## WHAT YOU NEED TO DO
In the listing beneath this line, copy exactly the lines starting with the one containing "channels for prospector." and going on through the one containing "use std::path::Path;".

## DATA
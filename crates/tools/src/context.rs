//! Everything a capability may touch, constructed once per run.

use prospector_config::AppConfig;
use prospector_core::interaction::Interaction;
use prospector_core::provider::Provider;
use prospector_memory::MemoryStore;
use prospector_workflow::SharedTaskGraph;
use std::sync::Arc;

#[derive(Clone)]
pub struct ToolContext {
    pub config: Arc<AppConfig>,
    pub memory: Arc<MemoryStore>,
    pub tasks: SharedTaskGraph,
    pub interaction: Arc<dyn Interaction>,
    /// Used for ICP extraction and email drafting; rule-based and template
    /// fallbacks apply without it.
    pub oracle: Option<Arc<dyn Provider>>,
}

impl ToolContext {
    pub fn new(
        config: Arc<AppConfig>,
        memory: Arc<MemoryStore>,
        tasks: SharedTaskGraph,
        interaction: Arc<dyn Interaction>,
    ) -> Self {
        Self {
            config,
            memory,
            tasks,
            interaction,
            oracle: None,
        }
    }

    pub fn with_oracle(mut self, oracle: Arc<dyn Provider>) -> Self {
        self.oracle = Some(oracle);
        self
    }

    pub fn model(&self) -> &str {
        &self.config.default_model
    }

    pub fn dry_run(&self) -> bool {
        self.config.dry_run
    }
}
* * *
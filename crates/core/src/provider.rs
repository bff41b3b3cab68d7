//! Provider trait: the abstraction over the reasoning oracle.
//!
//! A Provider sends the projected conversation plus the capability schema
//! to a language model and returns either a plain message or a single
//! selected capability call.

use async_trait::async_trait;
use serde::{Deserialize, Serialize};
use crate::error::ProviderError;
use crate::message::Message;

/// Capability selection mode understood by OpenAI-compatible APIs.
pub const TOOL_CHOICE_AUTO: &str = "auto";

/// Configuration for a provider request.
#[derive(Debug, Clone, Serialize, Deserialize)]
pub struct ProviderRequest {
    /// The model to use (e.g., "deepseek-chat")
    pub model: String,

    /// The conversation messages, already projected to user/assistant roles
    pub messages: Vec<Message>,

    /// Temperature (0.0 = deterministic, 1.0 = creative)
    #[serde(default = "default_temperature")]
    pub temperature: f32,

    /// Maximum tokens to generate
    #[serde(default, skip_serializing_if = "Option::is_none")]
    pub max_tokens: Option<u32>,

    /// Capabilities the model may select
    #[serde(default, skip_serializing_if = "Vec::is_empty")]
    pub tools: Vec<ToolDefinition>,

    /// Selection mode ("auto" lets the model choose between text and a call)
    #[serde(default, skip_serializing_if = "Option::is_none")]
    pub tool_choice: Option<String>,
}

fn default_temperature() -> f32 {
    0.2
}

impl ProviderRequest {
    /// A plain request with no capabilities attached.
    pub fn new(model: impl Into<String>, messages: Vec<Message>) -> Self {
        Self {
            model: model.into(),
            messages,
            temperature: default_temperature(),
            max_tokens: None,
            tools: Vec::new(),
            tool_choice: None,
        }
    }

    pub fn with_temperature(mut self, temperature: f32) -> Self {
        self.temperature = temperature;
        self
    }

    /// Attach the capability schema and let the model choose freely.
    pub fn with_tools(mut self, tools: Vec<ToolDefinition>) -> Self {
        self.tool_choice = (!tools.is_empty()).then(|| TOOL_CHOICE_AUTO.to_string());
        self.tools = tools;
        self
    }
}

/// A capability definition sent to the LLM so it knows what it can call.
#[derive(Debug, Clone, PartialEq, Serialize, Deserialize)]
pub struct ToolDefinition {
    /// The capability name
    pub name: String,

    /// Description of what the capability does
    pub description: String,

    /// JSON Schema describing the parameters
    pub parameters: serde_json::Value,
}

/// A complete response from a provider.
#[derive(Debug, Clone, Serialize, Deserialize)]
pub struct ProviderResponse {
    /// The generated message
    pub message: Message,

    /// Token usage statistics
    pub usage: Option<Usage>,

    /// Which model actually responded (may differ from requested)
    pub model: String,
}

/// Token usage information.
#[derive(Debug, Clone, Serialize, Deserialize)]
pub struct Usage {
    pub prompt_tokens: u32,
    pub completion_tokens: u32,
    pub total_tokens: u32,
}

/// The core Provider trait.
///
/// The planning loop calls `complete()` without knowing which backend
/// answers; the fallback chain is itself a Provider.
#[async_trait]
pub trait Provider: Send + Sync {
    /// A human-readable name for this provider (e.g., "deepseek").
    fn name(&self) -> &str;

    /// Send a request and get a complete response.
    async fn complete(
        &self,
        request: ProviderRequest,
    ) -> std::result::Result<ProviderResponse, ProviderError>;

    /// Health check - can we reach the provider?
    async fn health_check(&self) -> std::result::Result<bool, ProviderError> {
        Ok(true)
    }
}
==
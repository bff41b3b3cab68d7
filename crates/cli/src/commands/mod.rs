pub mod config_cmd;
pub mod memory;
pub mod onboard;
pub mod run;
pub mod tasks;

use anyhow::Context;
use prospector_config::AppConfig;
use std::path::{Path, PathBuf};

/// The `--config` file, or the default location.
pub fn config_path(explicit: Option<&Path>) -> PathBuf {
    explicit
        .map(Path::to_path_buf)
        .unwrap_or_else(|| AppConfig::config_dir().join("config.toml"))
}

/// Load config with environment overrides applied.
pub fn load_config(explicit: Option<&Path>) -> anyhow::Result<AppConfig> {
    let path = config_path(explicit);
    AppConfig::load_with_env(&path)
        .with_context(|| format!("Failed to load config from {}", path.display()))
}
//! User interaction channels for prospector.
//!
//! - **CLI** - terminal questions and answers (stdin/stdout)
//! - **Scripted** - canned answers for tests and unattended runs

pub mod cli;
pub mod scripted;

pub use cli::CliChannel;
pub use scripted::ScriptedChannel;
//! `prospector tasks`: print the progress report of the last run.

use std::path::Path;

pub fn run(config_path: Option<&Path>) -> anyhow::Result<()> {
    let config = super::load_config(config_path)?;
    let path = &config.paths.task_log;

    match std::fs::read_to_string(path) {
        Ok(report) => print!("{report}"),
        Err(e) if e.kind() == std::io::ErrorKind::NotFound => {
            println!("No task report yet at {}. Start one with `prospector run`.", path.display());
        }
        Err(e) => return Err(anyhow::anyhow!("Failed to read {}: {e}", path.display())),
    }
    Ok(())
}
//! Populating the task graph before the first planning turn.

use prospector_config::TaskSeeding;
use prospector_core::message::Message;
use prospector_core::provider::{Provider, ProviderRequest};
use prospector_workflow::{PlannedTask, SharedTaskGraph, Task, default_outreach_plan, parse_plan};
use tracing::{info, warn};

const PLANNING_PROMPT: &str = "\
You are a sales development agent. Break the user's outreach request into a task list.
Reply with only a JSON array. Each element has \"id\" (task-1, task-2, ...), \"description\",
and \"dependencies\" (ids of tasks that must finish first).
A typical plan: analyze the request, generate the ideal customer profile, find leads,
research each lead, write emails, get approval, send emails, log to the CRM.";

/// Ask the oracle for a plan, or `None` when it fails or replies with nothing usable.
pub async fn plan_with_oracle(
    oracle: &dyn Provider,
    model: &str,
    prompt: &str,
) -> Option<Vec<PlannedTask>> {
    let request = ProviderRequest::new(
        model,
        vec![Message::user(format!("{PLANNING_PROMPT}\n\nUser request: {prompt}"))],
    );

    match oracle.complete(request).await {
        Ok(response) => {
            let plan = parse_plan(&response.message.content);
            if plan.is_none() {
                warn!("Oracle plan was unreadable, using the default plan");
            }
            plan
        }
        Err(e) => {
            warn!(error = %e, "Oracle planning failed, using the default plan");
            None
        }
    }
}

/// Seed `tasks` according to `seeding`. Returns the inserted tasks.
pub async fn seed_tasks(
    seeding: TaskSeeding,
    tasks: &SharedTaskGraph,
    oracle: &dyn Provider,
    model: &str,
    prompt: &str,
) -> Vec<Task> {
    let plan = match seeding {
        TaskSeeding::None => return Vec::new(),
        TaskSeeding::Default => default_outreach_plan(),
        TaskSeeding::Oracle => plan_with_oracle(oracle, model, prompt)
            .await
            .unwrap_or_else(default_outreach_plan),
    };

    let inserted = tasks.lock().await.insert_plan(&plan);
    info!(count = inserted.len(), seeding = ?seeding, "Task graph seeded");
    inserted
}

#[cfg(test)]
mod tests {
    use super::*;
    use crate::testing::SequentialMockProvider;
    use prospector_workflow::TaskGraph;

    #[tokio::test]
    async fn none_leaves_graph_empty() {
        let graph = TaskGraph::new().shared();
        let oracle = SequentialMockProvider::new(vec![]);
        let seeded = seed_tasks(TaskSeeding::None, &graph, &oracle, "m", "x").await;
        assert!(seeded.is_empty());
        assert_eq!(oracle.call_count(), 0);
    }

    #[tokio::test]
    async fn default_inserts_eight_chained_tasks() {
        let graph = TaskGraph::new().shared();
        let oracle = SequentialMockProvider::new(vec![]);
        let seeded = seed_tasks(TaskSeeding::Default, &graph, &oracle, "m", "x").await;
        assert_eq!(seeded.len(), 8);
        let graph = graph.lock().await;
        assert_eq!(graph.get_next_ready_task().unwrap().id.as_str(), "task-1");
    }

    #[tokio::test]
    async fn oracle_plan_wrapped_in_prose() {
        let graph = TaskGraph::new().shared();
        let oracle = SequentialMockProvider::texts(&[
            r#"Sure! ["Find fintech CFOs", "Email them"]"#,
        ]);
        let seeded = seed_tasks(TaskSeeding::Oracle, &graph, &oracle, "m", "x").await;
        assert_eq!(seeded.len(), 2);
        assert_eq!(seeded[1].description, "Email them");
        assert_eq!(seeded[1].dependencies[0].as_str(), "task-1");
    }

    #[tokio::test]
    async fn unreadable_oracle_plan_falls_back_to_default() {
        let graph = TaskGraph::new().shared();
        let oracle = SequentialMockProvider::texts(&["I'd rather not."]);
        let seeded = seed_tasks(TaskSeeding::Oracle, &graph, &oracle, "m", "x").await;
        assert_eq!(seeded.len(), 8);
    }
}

## TASK SOLUTION
//! User interaction channels for prospector.
//!
//! - **CLI** - terminal questions and answers (stdin/stdout)
//! - **Scripted** - canned answers for tests and unattended runs

pub mod cli;
pub mod scripted;

pub use cli::CliChannel;
pub use scripted::ScriptedChannel;
//! `prospector tasks`: print the progress report of the last run.

use std::path::Path;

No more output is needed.